La consommation de nicotine et d'autres infections virales (notamment les infections à Eppstein-Barr et au VIH) peuvent également être responsables du cancer des glandes salivaires. Cela n'a toutefois pas encore été prouvé.
- Traitement des tumeurs bénignes
Le traitement du cancer des glandes salivaires repose principalement sur l'ablation complète de la tumeur. Cela vaut également pour les tumeurs bénignes, car elles peuvent causer des problèmes à long terme et entraîner des inflammations ou des troubles de l'alimentation.
Comme l'être humain possède plusieurs glandes salivaires, les personnes concernées ne sont pas particulièrement affectées par l'ablation d'une grosse glande salivaire.
Les médecins peuvent généralement retirer la plupart des tumeurs sans difficulté lors d'une seule intervention chirurgicale. Étant donné que même les tumeurs bénignes des glandes salivaires peuvent récidiver, les médecins procèdent à une ablation large de la tumeur. Cela signifie qu'ils ne retirent pas seulement la tumeur cancéreuse elle-même, mais aussi une partie des tissus sains adjacents.
Cependant, la solution la plus sûre consiste à retirer l'intégralité de la glande salivaire touchée. C'est ce que font les médecins, par exemple, dans le cadre d'une ablation complète de la glande parotide (parotidectomie totale) ou lors de l'ablation de la glande submandibulaire (submandibulectomie).
- Traitement des tumeurs malignes
Le traitement des tumeurs malignes est généralement plus complexe, car celles-ci peuvent se propager à d'autres organes du corps. Le plus souvent, ce sont les tissus mous (ganglions lymphatiques) qui sont touchés.

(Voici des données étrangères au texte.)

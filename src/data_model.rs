//! Caller-supplied input tables and the engine's flat output table.
//!
//! Tables are struct-of-arrays, mirroring the columnar layout the rest of
//! the corpus uses for per-row scientific records (c.f. `PeakArrays` /
//! `SpectrumArrays` in the sibling mzPeak writer) rather than a `Vec` of
//! per-row structs.

use ndarray::Array2;

use crate::config::ColumnChoice;
use crate::error::SchemaError;

/// Validated precursor table (§6 "Precursor table").
///
/// All `Vec` fields must share the same length (the row count). Isotope
/// intensities are stored as a dense `(n_rows, n_isotopes)` matrix since the
/// source schema is columns `i_0..i_9`: at most 10, but commonly fewer.
#[derive(Debug, Clone)]
pub struct PrecursorTable {
    /// Shared elution-group id per row.
    pub elution_group_idx: Vec<u32>,
    /// Score-group id per row, consecutive starting at 0 within a run.
    pub score_group_idx: Vec<u32>,
    /// Unique precursor id per row.
    pub precursor_idx: Vec<u32>,
    /// Multiplex channel id per row.
    pub channel: Vec<u32>,
    /// 1 if the row is a decoy, 0 if target.
    pub decoy: Vec<u8>,
    /// Inclusive start of this precursor's fragment range in the flat
    /// fragment table.
    pub flat_frag_start_idx: Vec<u32>,
    /// Exclusive stop of this precursor's fragment range.
    pub flat_frag_stop_idx: Vec<u32>,
    /// Precursor charge state.
    pub charge: Vec<u8>,
    /// Library-predicted retention time, seconds.
    pub rt_library: Vec<f32>,
    /// Library-predicted mobility, 1/K0.
    pub mobility_library: Vec<f32>,
    /// Library-predicted m/z.
    pub mz_library: Vec<f32>,
    /// Calibrated retention time, if the caller supplied it.
    pub rt_calibrated: Option<Vec<f32>>,
    /// Calibrated mobility, if the caller supplied it.
    pub mobility_calibrated: Option<Vec<f32>>,
    /// Calibrated m/z, if the caller supplied it.
    pub mz_calibrated: Option<Vec<f32>>,
    /// Isotope intensity matrix, shape `(n_rows, n_isotopes)`, `n_isotopes`
    /// in `0..=10`.
    pub isotope_intensity: Array2<f32>,
}

impl PrecursorTable {
    /// Number of rows (precursors) in the table.
    pub fn len(&self) -> usize {
        self.elution_group_idx.len()
    }

    /// Whether the table has zero rows (§7 `EmptyInput`, handled by the
    /// caller returning an empty candidate table rather than an error).
    pub fn is_empty(&self) -> bool {
        self.len() == 0
    }

    /// Validate column lengths, fragment-range contiguity, and the presence
    /// of any calibrated column the caller has selected.
    pub fn validate(&self, column_choice: ColumnChoice) -> Result<(), SchemaError> {
        let n = self.len();
        let check = |name: &str, len: usize| -> Result<(), SchemaError> {
            if len != n {
                Err(SchemaError::LengthMismatch {
                    column: name.to_string(),
                    expected: n,
                    found: len,
                })
            } else {
                Ok(())
            }
        };

        check("score_group_idx", self.score_group_idx.len())?;
        check("precursor_idx", self.precursor_idx.len())?;
        check("channel", self.channel.len())?;
        check("decoy", self.decoy.len())?;
        check("flat_frag_start_idx", self.flat_frag_start_idx.len())?;
        check("flat_frag_stop_idx", self.flat_frag_stop_idx.len())?;
        check("charge", self.charge.len())?;
        check("rt_library", self.rt_library.len())?;
        check("mobility_library", self.mobility_library.len())?;
        check("mz_library", self.mz_library.len())?;

        if self.isotope_intensity.nrows() != n {
            return Err(SchemaError::LengthMismatch {
                column: "isotope_intensity".to_string(),
                expected: n,
                found: self.isotope_intensity.nrows(),
            });
        }

        if column_choice == ColumnChoice::Calibrated {
            if self.rt_calibrated.as_ref().map(Vec::len).unwrap_or(0) != n {
                return Err(SchemaError::MissingCalibratedColumn("rt_calibrated".into()));
            }
            if self.mobility_calibrated.as_ref().map(Vec::len).unwrap_or(0) != n {
                return Err(SchemaError::MissingCalibratedColumn(
                    "mobility_calibrated".into(),
                ));
            }
            if self.mz_calibrated.as_ref().map(Vec::len).unwrap_or(0) != n {
                return Err(SchemaError::MissingCalibratedColumn("mz_calibrated".into()));
            }
        }

        for row in 0..n {
            let start = self.flat_frag_start_idx[row];
            let stop = self.flat_frag_stop_idx[row];
            if stop < start {
                return Err(SchemaError::InvalidFragmentRange { row, start, stop });
            }
        }

        Ok(())
    }

    /// The rt value to use for row `i`, honoring `column_choice`.
    ///
    /// Panics if `column_choice` is `Calibrated` and `validate` was not
    /// called first with that same choice.
    pub fn rt(&self, i: usize, column_choice: ColumnChoice) -> f32 {
        match column_choice {
            ColumnChoice::Library => self.rt_library[i],
            ColumnChoice::Calibrated => self.rt_calibrated.as_ref().unwrap()[i],
        }
    }

    /// The mobility value to use for row `i`, honoring `column_choice`.
    pub fn mobility(&self, i: usize, column_choice: ColumnChoice) -> f32 {
        match column_choice {
            ColumnChoice::Library => self.mobility_library[i],
            ColumnChoice::Calibrated => self.mobility_calibrated.as_ref().unwrap()[i],
        }
    }

    /// The m/z value to use for row `i`, honoring `column_choice`.
    pub fn mz(&self, i: usize, column_choice: ColumnChoice) -> f32 {
        match column_choice {
            ColumnChoice::Library => self.mz_library[i],
            ColumnChoice::Calibrated => self.mz_calibrated.as_ref().unwrap()[i],
        }
    }
}

/// Validated fragment table (§6 "Fragment table").
#[derive(Debug, Clone)]
pub struct FragmentTable {
    /// Library-predicted fragment m/z.
    pub mz_library: Vec<f32>,
    /// Calibrated fragment m/z, if supplied.
    pub mz_calibrated: Option<Vec<f32>>,
    /// Library fragment intensity.
    pub intensity: Vec<f32>,
    /// Number of library precursors in the run sharing this fragment.
    pub cardinality: Vec<u8>,
    /// Ion series type (e.g. b/y), caller-defined encoding.
    pub kind: Vec<u8>,
    /// Neutral-loss type, caller-defined encoding.
    pub loss_type: Vec<u8>,
    /// Fragment charge state.
    pub charge: Vec<u8>,
    /// Fragment ion number (e.g. the "6" in b6).
    pub number: Vec<u8>,
    /// Fragment ion position in the sequence.
    pub position: Vec<u8>,
}

impl FragmentTable {
    /// Number of rows (fragments) in the table.
    pub fn len(&self) -> usize {
        self.mz_library.len()
    }

    /// Whether the table has zero rows.
    pub fn is_empty(&self) -> bool {
        self.len() == 0
    }

    /// Validate column lengths.
    pub fn validate(&self) -> Result<(), SchemaError> {
        let n = self.len();
        let check = |name: &str, len: usize| -> Result<(), SchemaError> {
            if len != n {
                Err(SchemaError::LengthMismatch {
                    column: name.to_string(),
                    expected: n,
                    found: len,
                })
            } else {
                Ok(())
            }
        };
        check("intensity", self.intensity.len())?;
        check("cardinality", self.cardinality.len())?;
        check("type", self.kind.len())?;
        check("loss_type", self.loss_type.len())?;
        check("charge", self.charge.len())?;
        check("number", self.number.len())?;
        check("position", self.position.len())?;
        Ok(())
    }

    /// The m/z value to use for fragment `i`, honoring `column_choice`.
    pub fn mz(&self, i: usize, column_choice: ColumnChoice) -> f32 {
        match column_choice {
            ColumnChoice::Library => self.mz_library[i],
            ColumnChoice::Calibrated => self
                .mz_calibrated
                .as_ref()
                .map(|v| v[i])
                .unwrap_or(self.mz_library[i]),
        }
    }
}

/// One emitted candidate apex (§3 "Candidate", §6 output columns).
#[derive(Debug, Clone, PartialEq, serde::Serialize)]
pub struct Candidate {
    /// Elution group this candidate was found in.
    pub elution_group_idx: u32,
    /// Precursor this candidate belongs to.
    pub precursor_idx: u32,
    /// Intensity rank among this precursor's candidates, 0 = best.
    pub rank: u32,
    /// 1 if the precursor is a decoy, 0 if target.
    pub decoy: u8,
    /// Start of this precursor's fragment range, passed through unchanged.
    pub flat_frag_start_idx: u32,
    /// Stop of this precursor's fragment range, passed through unchanged.
    pub flat_frag_stop_idx: u32,
    /// Absolute scan index of the lower boundary.
    pub scan_start: u32,
    /// Absolute scan index of the apex.
    pub scan_center: u32,
    /// Absolute scan index of the upper boundary (exclusive).
    pub scan_stop: u32,
    /// Absolute frame index of the lower boundary.
    pub frame_start: u32,
    /// Absolute frame index of the apex.
    pub frame_center: u32,
    /// Absolute frame index of the upper boundary (exclusive).
    pub frame_stop: u32,
    /// Signed ppm mass error of the apex relative to the library m/z.
    pub mass_error: f32,
    /// Fraction of non-zero precursor-channel pixels under the apex.
    pub fraction_nonzero: f32,
    /// Smoothed score-map intensity at the apex.
    pub intensity: f32,
    /// Library retention time of the precursor, passed through for
    /// downstream convenience.
    pub rt_library: f32,
    /// Library mobility of the precursor, passed through for downstream
    /// convenience.
    pub mobility_library: f32,
}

Lors du traitement des tumeurs malignes, les médecins procèdent également dans un premier temps à une ablation large des tissus affectés. Ils retirent en outre les ganglions lymphatiques du cou (« dissection du cou »).
Si la tumeur maligne affecte des structures tissulaires adjacentes telles que des parties du nerf facial, des os ou des muscles, les médecins les retirent également.
Afin que l'opération ne soit pas trop éprouvante pour l'organisme, les patients reçoivent d'abord une radiothérapie ou une chimiothérapie. L'objectif est de réduire la taille de la tumeur au préalable. Dans certains cas, on recourt à une combinaison de chirurgie et de radiothérapie ou de chimiothérapie.
- Autres mesures thérapeutiques
En cas de tumeurs bénignes et de tumeurs malignes chez les enfants et les adolescents, aucune autre mesure thérapeutique n'est nécessaire après l'opération.
Une chimiothérapie ou une radiothérapie est recommandée lorsque :
- les médecins n'ont pas pu retirer complètement la tumeur
- des métastases sont présentes dans d'autres organes
- le cancer est particulièrement agressif
La radiothérapie est particulièrement efficace dans le cas de tumeurs localisées.
Chez les enfants, les médecins évaluent les avantages et les conséquences, car ils sont plus sensibles à la radiothérapie. Les enfants développent souvent un deuxième cancer ou des troubles de la croissance au niveau du visage. C'est pourquoi les médecins ont rarement recours à la radiothérapie chez les enfants. Lorsqu'ils le font, c'est généralement en association avec une chimiothérapie.